The couple’s floral business was incorporated in Pennsylvania, but they operated it out of Florida. The business received floral arrangement orders from across the country over the internet and through a telephone call center. (Fees to participate in this type of service can be steep, which can make it difficult to make a profit.) The business owners avoided paying employee taxes by identifying them as contractors. They also failed to collect and pay unemployment insurance for their employees over 13 years.
According to evidence at their joint trial, the man and woman filed fraudulent corporate and personal income tax returns with Uncle Sam. They purportedly diverted business funds, which were falsely deducted as business expenses on the company’s tax returns, but did not report the amount as income on their personal returns. The husband and wife fraudulently deducted more than $200,000 in personal expenses as business expenses. (They used the money to buy luxury cars, make a down payment on a multi-million-dollar home, buy tickets to sporting events and pay for home repairs.)
In addition to the tax fraud, the two filed fraudulent employment tax returns for their company that falsely classified their employees as independent contractors. Based on that assumption, the man and woman claimed they did not owe employment taxes on the wages paid to those employees.
The couple was convicted of tax fraud at a joint trial.
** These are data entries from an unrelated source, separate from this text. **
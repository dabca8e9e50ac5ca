// Author: Jacques Murray

//! The retry-capable sender.
//!
//! [`Sender::send`] turns one logical call into a bounded, strictly
//! sequential run of trials:
//!
//! 1. log `trial #n/max for METHOD PATH` and hand the request to the transport;
//! 2. classify the result (see [`crate::classify`]);
//! 3. success returns the body, terminal returns [`Error::Client`] at once;
//! 4. a retryable result waits the fixed delay and tries again, unless the
//!    trial budget is spent, in which case [`Error::Exhausted`] is returned.
//!
//! The wait races the call's cancellation token. Whichever fires first wins;
//! a cancelled call returns [`Error::Cancelled`] and never issues another
//! trial.

use std::fmt;
use std::sync::Arc;

use tokio_util::sync::CancellationToken;

use crate::backoff::RetryPolicy;
use crate::classify::{classify, Outcome};
use crate::clock::{Clock, SystemClock};
use crate::config::Config;
use crate::error::{ConfigError, Error, Result};
use crate::logger::{DiscardLogger, Logger};
use crate::transport::{HttpTransport, Request, Transport};

/// Sends requests through a [`Transport`], retrying transient failures.
///
/// Holds no per-call state, so one instance can serve any number of
/// concurrent calls.
pub struct Sender<T = HttpTransport> {
    transport: T,
    policy: RetryPolicy,
    logger: Arc<dyn Logger>,
    clock: Arc<dyn Clock>,
}

impl Sender<HttpTransport> {
    /// Builds the production stack described by `config`.
    pub fn from_config(config: &Config) -> std::result::Result<Self, ConfigError> {
        config.validate()?;
        let logger = config.logger();
        let transport = HttpTransport::new(config, Arc::clone(&logger))?;
        Ok(Self::new(transport, config.policy()).with_logger(logger))
    }
}

impl<T: Transport> Sender<T> {
    /// Creates a sender that logs nothing and waits in real time.
    pub fn new(transport: T, policy: RetryPolicy) -> Self {
        Self {
            transport,
            policy,
            logger: Arc::new(DiscardLogger),
            clock: Arc::new(SystemClock),
        }
    }

    /// Replaces the logger that receives per-trial debug lines.
    pub fn with_logger(mut self, logger: Arc<dyn Logger>) -> Self {
        self.logger = logger;
        self
    }

    /// Replaces the clock used for the waits between trials.
    pub fn with_clock(mut self, clock: Arc<dyn Clock>) -> Self {
        self.clock = clock;
        self
    }

    /// The trial budget and delay of every call.
    pub fn policy(&self) -> RetryPolicy {
        self.policy
    }

    /// The transport performing the exchanges.
    pub fn transport(&self) -> &T {
        &self.transport
    }

    /// Sends `request` until it succeeds, fails terminally, runs out of
    /// trials, or `cancel` fires. Returns the body of the successful response.
    pub async fn send(&self, request: &Request, cancel: &CancellationToken) -> Result<Vec<u8>> {
        let trials = self.policy.trials();
        let mut delays = self.policy.delays();
        let mut trial = 0;

        loop {
            trial += 1;
            self.logger.debug(format_args!(
                "trial #{trial}/{trials} for {} {}",
                request.method(),
                request.path()
            ));

            let cause = match classify(self.transport.send(request, cancel).await) {
                Outcome::Success(response) => return Ok(response.into_body()),
                Outcome::Terminal(err) => return Err(Error::Client(err)),
                Outcome::Retryable(cause) => cause,
            };
            if cancel.is_cancelled() {
                return Err(Error::Cancelled);
            }

            let Some(delay) = delays.next() else {
                self.logger.debug(format_args!(
                    "giving up {} {} after {trial} trials: {cause}",
                    request.method(),
                    request.path()
                ));
                return Err(Error::Exhausted { trials: trial, last: cause });
            };
            self.logger.debug(format_args!("{cause}, will retry in {delay:?}"));

            tokio::select! {
                biased;
                () = cancel.cancelled() => return Err(Error::Cancelled),
                () = self.clock.after(delay) => {}
            }
        }
    }
}

impl<T: fmt::Debug> fmt::Debug for Sender<T> {
    fn fmt(&self, f: &mut fmt::Formatter<'_>) -> fmt::Result {
        f.debug_struct("Sender")
            .field("transport", &self.transport)
            .field("policy", &self.policy)
            .finish_non_exhaustive()
    }
}
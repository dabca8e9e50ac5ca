// Author: Jacques Murray

//! Provides a runtime-agnostic sleep function.
//!
//! This module uses feature flags (`tokio-timer`, `async-std-timer`)
//! to determine which runtime's sleep function backs the
//! [`SystemClock`](crate::clock::SystemClock).

use std::time::Duration;

/// Sleeps for the specified duration, using the async runtime
/// selected by the crate's feature flags.
///
/// Will produce a compile error if no timer feature is enabled.
pub(crate) async fn sleep(duration: Duration) {
    if duration.is_zero() {
        return;
    }
    cfg_if::cfg_if! {
        if #[cfg(feature = "tokio-timer")] {
            tokio::time::sleep(duration).await;
        } else if #[cfg(feature = "async-std-timer")] {
            async_std::task::sleep(duration).await;
        } else {
            compile_error!("No async timer feature enabled. Please enable 'tokio-timer' or 'async-std-timer'.");
        }
    }
}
The 45-year-old husband was found guilty of six counts of aiding and assisting in the preparation of false income tax returns and was sentenced to three-and-a-half years in prison. His 45-year-old wife was convicted on six counts of filing false income tax returns and ordered to serve six months. (Not exactly the special delivery they were looking for.)
So much for the sweet smell of success in the online internet floral industry. While they may have built up a successful business that lasted for more than a decade, they were lacking business ethics. Where they are headed, you could say that everything is not coming up roses.
Today’s “Fraud of the Day” is based on an article entitled, “Upper Southampton couple jailed for floral business tax fraud,” published by The Intelligencer on August 22, 2018.
A husband and wife from Upper Southampton will serve federal prison time for tax fraud related to their internet floral business.
Andrew Bassaner, 45, was sentenced Tuesday in federal court in Philadelphia to three and a half years in prison for his role in the fraud, while his wife, Vicki Bunchuk, also 45, was ordered to serve six months, according to the U.S. Department of Justice.